If you’re like me, you’ve often stayed awake at night worrying that the pet food you feed your no-good ungrateful cat might be made with ground up people. The Corpse Grinders takes this common fear and makes it into a movie about as good as you could expect when the subject matter is cat food.

As befitting the definitive film about humans turned into cat food, this is the special edition which means if you’re really demented, you can subject yourself to director Ted V. Mikels’ commentary on the filming of the greatest movie ever made about Soylent Green for pets.

To give you an idea of what type of flick you’re dealing with here, imagine an H.G. Lewis movie without all the gore or the panache (where non-acting is worshipped) that make those films so indelibly awful.

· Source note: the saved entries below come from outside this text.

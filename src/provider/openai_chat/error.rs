use std::collections::HashMap;
use std::time::Duration;

use serde::Deserialize;
use serde_json::Value;

use crate::error::{LLMError, extract_model_identifier, looks_like_token_limit_error};

#[derive(Deserialize)]
struct ErrorBody {
    error: Option<InnerError>,
}

#[derive(Deserialize)]
struct InnerError {
    message: Option<String>,
    code: Option<Value>,
}

/// Maps a non-2xx response onto the error taxonomy.
///
/// Classification follows the HTTP status; the JSON `error` envelope only refines the
/// message. Bodies that are not JSON still classify by status.
pub(crate) fn parse_openai_error(
    provider: &'static str,
    status: u16,
    headers: &HashMap<String, String>,
    body: &str,
) -> LLMError {
    let inner = serde_json::from_str::<ErrorBody>(body)
        .ok()
        .and_then(|parsed| parsed.error);
    let code = inner.as_ref().and_then(|error| match &error.code {
        Some(Value::String(code)) => Some(code.clone()),
        Some(Value::Number(code)) => Some(code.to_string()),
        _ => None,
    });
    let message = match inner.and_then(|error| error.message) {
        Some(message) => match &code {
            Some(code) => format!("{message} ({code})"),
            None => message,
        },
        None => format!("status {status}: {body}"),
    };

    match status {
        400 | 422 if looks_like_token_limit_error(code.as_deref(), &message) => {
            LLMError::TokenLimitExceeded { message }
        }
        400 | 422 => LLMError::Validation { message },
        401 | 403 => LLMError::Auth { message },
        404 => LLMError::ModelNotFound {
            model: extract_model_identifier(&message),
            message,
        },
        429 => LLMError::RateLimit {
            message,
            retry_after: retry_after_from_headers(headers),
        },
        _ => LLMError::Provider { provider, message },
    }
}

/// Maps an `error` object sent inside a stream chunk.
pub(crate) fn parse_inline_stream_error(provider: &'static str, error: &Value) -> LLMError {
    let status = error
        .get("code")
        .and_then(Value::as_u64)
        .and_then(|code| u16::try_from(code).ok())
        .unwrap_or(500);
    let body = serde_json::json!({ "error": error }).to_string();
    parse_openai_error(provider, status, &HashMap::new(), &body)
}

/// Reads a numeric `Retry-After` header. HTTP-date values are ignored.
fn retry_after_from_headers(headers: &HashMap<String, String>) -> Option<Duration> {
    headers
        .iter()
        .find(|(name, _)| name.eq_ignore_ascii_case("retry-after"))
        .and_then(|(_, value)| value.trim().parse::<u64>().ok())
        .map(Duration::from_secs)
}
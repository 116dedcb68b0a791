//! Bounded retry with linear backoff.

use std::future::Future;
use std::time::Duration;

use tracing::{error, info, warn};

use crate::error::LLMError;

/// Retries performed after the first failed attempt unless configured otherwise.
pub const DEFAULT_MAX_RETRIES: u32 = 3;

/// How many times to retry a transient failure and how long to wait in between.
///
/// The wait before retry `n` (0-based) is `(n + 1) * backoff_unit`.
///
/// # Examples
///
/// ```
/// use std::time::Duration;
/// use agentkit::retry::RetryPolicy;
///
/// let policy = RetryPolicy::default();
/// assert_eq!(policy.max_retries, 3);
/// assert_eq!(policy.backoff_for(0), Duration::from_secs(1));
/// assert_eq!(policy.backoff_for(2), Duration::from_secs(3));
/// ```
#[derive(Debug, Clone, Copy, PartialEq, Eq)]
pub struct RetryPolicy {
    pub max_retries: u32,
    pub backoff_unit: Duration,
}

impl Default for RetryPolicy {
    fn default() -> Self {
        Self {
            max_retries: DEFAULT_MAX_RETRIES,
            backoff_unit: Duration::from_secs(1),
        }
    }
}

impl RetryPolicy {
    pub fn new(max_retries: u32) -> Self {
        Self {
            max_retries,
            ..Self::default()
        }
    }

    /// A policy that gives up after the first failure.
    pub fn no_retry() -> Self {
        Self::new(0)
    }

    pub fn with_backoff_unit(mut self, unit: Duration) -> Self {
        self.backoff_unit = unit;
        self
    }

    pub fn backoff_for(&self, attempt: u32) -> Duration {
        self.backoff_unit.saturating_mul(attempt.saturating_add(1))
    }
}

/// Progress of one [`with_retry`] call.
#[derive(Debug, Default)]
struct RetryState {
    attempt: u32,
}

/// Runs `operation` until it succeeds, fails terminally, or exhausts `policy`.
///
/// Terminal errors (see [`LLMError::is_retryable`]) are returned at once without
/// sleeping. Transient errors are retried up to `policy.max_retries` times, so the
/// operation runs at most `max_retries + 1` times; the error of the last attempt is
/// returned. Each call starts from a fresh attempt counter.
///
/// # Examples
///
/// ```
/// use std::sync::atomic::{AtomicU32, Ordering};
/// use std::time::Duration;
/// use agentkit::error::LLMError;
/// use agentkit::retry::{RetryPolicy, with_retry};
///
/// # tokio::runtime::Runtime::new().unwrap().block_on(async {
/// let calls = AtomicU32::new(0);
/// let policy = RetryPolicy::default().with_backoff_unit(Duration::from_millis(1));
/// let value = with_retry(
///     || async {
///         if calls.fetch_add(1, Ordering::SeqCst) == 0 {
///             Err(LLMError::transport("connection reset"))
///         } else {
///             Ok("done")
///         }
///     },
///     &policy,
/// )
/// .await
/// .unwrap();
/// assert_eq!(value, "done");
/// assert_eq!(calls.load(Ordering::SeqCst), 2);
/// # });
/// ```
pub async fn with_retry<T, F, Fut>(mut operation: F, policy: &RetryPolicy) -> Result<T, LLMError>
where
    F: FnMut() -> Fut,
    Fut: Future<Output = Result<T, LLMError>>,
{
    let mut state = RetryState::default();
    loop {
        let err = match operation().await {
            Ok(value) => return Ok(value),
            Err(err) if !err.is_retryable() => return Err(err),
            Err(err) => err,
        };

        error!(attempt = state.attempt, error = %err, "request failed");
        if state.attempt >= policy.max_retries {
            warn!(attempts = state.attempt + 1, "retries exhausted");
            return Err(err);
        }

        let delay = policy.backoff_for(state.attempt);
        info!(?delay, "sleeping before retry");
        tokio::time::sleep(delay).await;
        state.attempt += 1;
    }
}
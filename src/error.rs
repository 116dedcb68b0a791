use std::time::Duration;

use thiserror::Error;

/// Aggregates every failure mode exposed by the completion client.
///
/// The variants fall into two groups. Terminal failures (configuration, malformed
/// requests, authentication) will not resolve by trying again; everything else is
/// treated as transient and handed to the retry wrapper. See [`LLMError::is_retryable`].
#[derive(Debug, Error)]
pub enum LLMError {
    /// Represents transport-layer or networking failures.
    #[error("transport error: {message}")]
    Transport { message: String },
    /// Reports invalid or expired credentials.
    #[error("auth failure: {message}")]
    Auth { message: String },
    /// Indicates that the backend throttled the request.
    #[error("rate limited: {message}")]
    RateLimit {
        /// Raw message returned by the upstream backend.
        message: String,
        /// Optional wait duration suggested by the backend before retrying.
        retry_after: Option<Duration>,
    },
    /// Indicates that the prompt or expected completion exceeds the allowed token budget.
    #[error("token limit exceeded: {message}")]
    TokenLimitExceeded {
        /// Raw message returned by the backend, kept verbatim for debugging.
        message: String,
    },
    /// Signals a malformed prompt or parameter set rejected before or by the backend.
    #[error("invalid request: {message}")]
    Validation { message: String },
    /// Indicates that a requested model or deployment could not be resolved.
    #[error("model not found: {message}")]
    ModelNotFound {
        /// Model identifier extracted from the error payload when available.
        model: Option<String>,
        /// Full error message returned by the backend.
        message: String,
    },
    /// Raised when selecting a backend or validating its configuration fails.
    #[error("invalid configuration for {field}: {reason}")]
    InvalidConfig {
        /// Name of the configuration field that failed validation.
        field: String,
        /// Additional context explaining why the field is invalid.
        reason: String,
    },
    /// Signals that an SSE channel closed before delivering a terminal marker.
    #[error("stream closed unexpectedly: {message}")]
    StreamClosed { message: String },
    /// Wraps backend-defined errors that cannot be normalized.
    #[error("provider {provider} error: {message}")]
    Provider {
        /// Name of the backend, such as `openai` or `deepseek`.
        provider: &'static str,
        /// Human-readable error message returned by the backend.
        message: String,
    },
    /// Catches opaque or unexpected failures.
    #[error("unknown error: {message}")]
    Unknown { message: String },
}

impl LLMError {
    /// Creates an [`LLMError::Transport`] from a textual description.
    ///
    /// # Examples
    ///
    /// ```
    /// use agentkit::error::LLMError;
    ///
    /// let err = LLMError::transport("dns lookup failed");
    /// assert!(matches!(err, LLMError::Transport { .. }));
    /// ```
    pub fn transport<T: Into<String>>(message: T) -> Self {
        Self::Transport {
            message: message.into(),
        }
    }

    /// Creates an [`LLMError::Provider`] with the given backend name and message.
    ///
    /// # Examples
    ///
    /// ```
    /// use agentkit::error::LLMError;
    ///
    /// let err = LLMError::provider("deepseek", "bad JSON payload");
    /// assert!(matches!(err, LLMError::Provider { provider: "deepseek", .. }));
    /// ```
    pub fn provider<T: Into<String>>(provider: &'static str, message: T) -> Self {
        Self::Provider {
            provider,
            message: message.into(),
        }
    }

    /// Creates an [`LLMError::InvalidConfig`] for the named field.
    pub fn invalid_config(field: impl Into<String>, reason: impl Into<String>) -> Self {
        Self::InvalidConfig {
            field: field.into(),
            reason: reason.into(),
        }
    }

    /// Returns `true` when sending the same request again may succeed.
    ///
    /// Malformed requests, authentication failures, and configuration errors are
    /// terminal. Rate limits, network faults, and unclassified backend errors are not.
    ///
    /// # Examples
    ///
    /// ```
    /// use agentkit::error::LLMError;
    ///
    /// assert!(LLMError::transport("connection reset").is_retryable());
    /// assert!(!LLMError::Auth { message: "bad key".into() }.is_retryable());
    /// ```
    pub fn is_retryable(&self) -> bool {
        !matches!(
            self,
            LLMError::Auth { .. }
                | LLMError::Validation { .. }
                | LLMError::TokenLimitExceeded { .. }
                | LLMError::InvalidConfig { .. }
        )
    }
}

/// Returns `true` when an error code or message suggests a context/window overflow.
pub(crate) fn looks_like_token_limit_error(code_hint: Option<&str>, message: &str) -> bool {
    if let Some(code) = code_hint {
        let lower = code.to_ascii_lowercase();
        if matches!(
            lower.as_str(),
            "context_length_exceeded" | "max_context_length_exceeded" | "prompt_tokens_exceeded"
        ) {
            return true;
        }
    }

    let lower_message = message.to_ascii_lowercase();
    const HINTS: [&str; 4] = [
        "context length",
        "context window",
        "maximum context",
        "prompt is too long",
    ];
    HINTS.iter().any(|needle| lower_message.contains(needle))
}

/// Attempts to pull a quoted model identifier out of an error message.
pub(crate) fn extract_model_identifier(message: &str) -> Option<String> {
    ['`', '"', '\''].into_iter().find_map(|delimiter| {
        let start = message.find(delimiter)? + delimiter.len_utf8();
        let len = message[start..].find(delimiter)?;
        let value = message[start..start + len].trim();
        (!value.is_empty()).then(|| value.to_string())
    })
}
impl BackendConfig {
    /// Picks and validates the settings for `provider`.
    ///
    /// `local_endpoint` is the caller-supplied URL required by the local provider; the
    /// `base_url` of a `local`/`vllm` entry is accepted when it is absent.
    ///
    /// # Errors
    ///
    /// Returns [`LLMError::InvalidConfig`] for an unrecognized provider, a missing
    /// configuration entry, or a missing/empty required field.
    pub fn resolve(
        provider: &str,
        configs: &ProviderConfigs,
        local_endpoint: Option<&str>,
    ) -> Result<Self, LLMError> {
        let kind: ProviderKind = provider.parse()?;
        let settings = configs.get(kind);

        let config = match kind {
            ProviderKind::Local => {
                let endpoint = non_empty(local_endpoint)
                    .or_else(|| settings.and_then(|s| non_empty(s.base_url.as_deref())))
                    .ok_or_else(|| {
                        LLMError::invalid_config("endpoint", "local provider requires an endpoint URL")
                    })?;
                let credential = settings
                    .and_then(|s| s.api_key.clone())
                    .filter(|key| !key.expose().is_empty())
                    .unwrap_or_else(|| Secret::new(LOCAL_PLACEHOLDER_KEY));
                BackendConfig {
                    provider: kind,
                    credential: check_credential(kind, credential)?,
                    endpoint: endpoint.to_string(),
                    api_version: None,
                    default_model: settings.and_then(|s| s.default_model.clone()),
                }
            }
            ProviderKind::AzureOpenAi => {
                let settings = require_entry(kind, settings)?;
                BackendConfig {
                    provider: kind,
                    credential: require_key(kind, settings)?,
                    endpoint: require_field(kind, "azure_endpoint", settings.azure_endpoint.as_deref())?,
                    api_version: Some(require_field(
                        kind,
                        "api_version",
                        settings.api_version.as_deref(),
                    )?),
                    default_model: settings.default_model.clone(),
                }
            }
            ProviderKind::OpenAi | ProviderKind::DeepSeek | ProviderKind::OpenRouter => {
                let settings = require_entry(kind, settings)?;
                let endpoint = non_empty(settings.base_url.as_deref())
                    .or(kind.default_base_url())
                    .ok_or_else(|| LLMError::invalid_config(format!("{kind}.base_url"), "missing"))?;
                BackendConfig {
                    provider: kind,
                    credential: require_key(kind, settings)?,
                    endpoint: endpoint.to_string(),
                    api_version: None,
                    default_model: settings.default_model.clone(),
                }
            }
        };

        config.validate_endpoint()?;
        Ok(config)
    }

    fn validate_endpoint(&self) -> Result<(), LLMError> {
        let valid = reqwest::Url::parse(&self.endpoint)
            .map(|url| matches!(url.scheme(), "http" | "https") && url.has_host())
            .unwrap_or(false);
        if valid {
            Ok(())
        } else {
            Err(LLMError::invalid_config(
                format!("{}.endpoint", self.provider),
                format!("`{}` is not an http(s) URL", self.endpoint),
            ))
        }
    }

    /// Builds the backend handle. Performs no network I/O.
    pub fn into_provider(self, transport: DynHttpTransport) -> DynProvider {
        let style = match (self.provider, self.api_version) {
            (ProviderKind::AzureOpenAi, Some(api_version)) => EndpointStyle::Azure { api_version },
            _ => EndpointStyle::OpenAi,
        };
        let mut provider = OpenAiChatProvider::new(transport, self.credential.expose())
            .with_name(self.provider.as_str())
            .with_base_url(self.endpoint)
            .with_style(style);
        if let Some(model) = self.default_model {
            provider = provider.with_default_model(model);
        }
        Arc::new(provider)
    }
}

/// Selects, validates, and constructs the backend for `provider`.
///
/// # Errors
///
/// See [`BackendConfig::resolve`].
pub fn build_backend(
    provider: &str,
    configs: &ProviderConfigs,
    local_endpoint: Option<&str>,
    transport: DynHttpTransport,
) -> Result<DynProvider, LLMError> {
    let config = BackendConfig::resolve(provider, configs, local_endpoint)?;
    info!(provider = %config.provider, endpoint = %config.endpoint, "backend selected");
    Ok(config.into_provider(transport))
}

fn non_empty(value: Option<&str>) -> Option<&str> {
    value.map(str::trim).filter(|value| !value.is_empty())
}

fn require_entry(
    kind: ProviderKind,
    settings: Option<&ProviderSettings>,
) -> Result<&ProviderSettings, LLMError> {
    settings.ok_or_else(|| LLMError::invalid_config(kind.as_str(), "no configuration entry"))
}

fn require_key(kind: ProviderKind, settings: &ProviderSettings) -> Result<Secret, LLMError> {
    let key = settings
        .api_key
        .clone()
        .filter(|key| !key.expose().trim().is_empty())
        .ok_or_else(|| {
            LLMError::invalid_config(format!("{kind}.api_key"), format!("provider {kind} requires credential"))
        })?;
    check_credential(kind, key)
}

/// 凭据会原样写入请求头，不能含控制字符（如结尾换行）
fn check_credential(kind: ProviderKind, key: Secret) -> Result<Secret, LLMError> {
    if key.expose().chars().any(char::is_control) {
        return Err(LLMError::invalid_config(
            format!("{kind}.api_key"),
            "credential contains control characters",
        ));
    }
    Ok(key)
}

fn require_field(kind: ProviderKind, field: &str, value: Option<&str>) -> Result<String, LLMError> {
    non_empty(value)
        .map(str::to_string)
        .ok_or_else(|| LLMError::invalid_config(format!("{kind}.{field}"), "missing"))
}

Mikels manages to make a sludgy concoction that isn’t offensive enough to be memorable and the level of gore is practically non-existent. In the end, you’re left with a movie that had a great title and infamous poster art, but upon actually seeing it, you realize it is about as low budget in execution as they come. (Could Lotus Cat Food have a dingier office? Could their corpse grinding contraption look more flimsy? There’s no way that thing could have ground coffee, let alone chicks.)

It’s a normal day in Dr. Glass’ office. He’s just come out of surgery after having lost his patient on the operating table. The very blonde and buxom Nurse Angie is there to console him, but in spite of his 1970s porn hair and mustache, Dr. Glass heads right to the glass cabinet where he keeps his medical supplies like swabs, pills, and whiskey.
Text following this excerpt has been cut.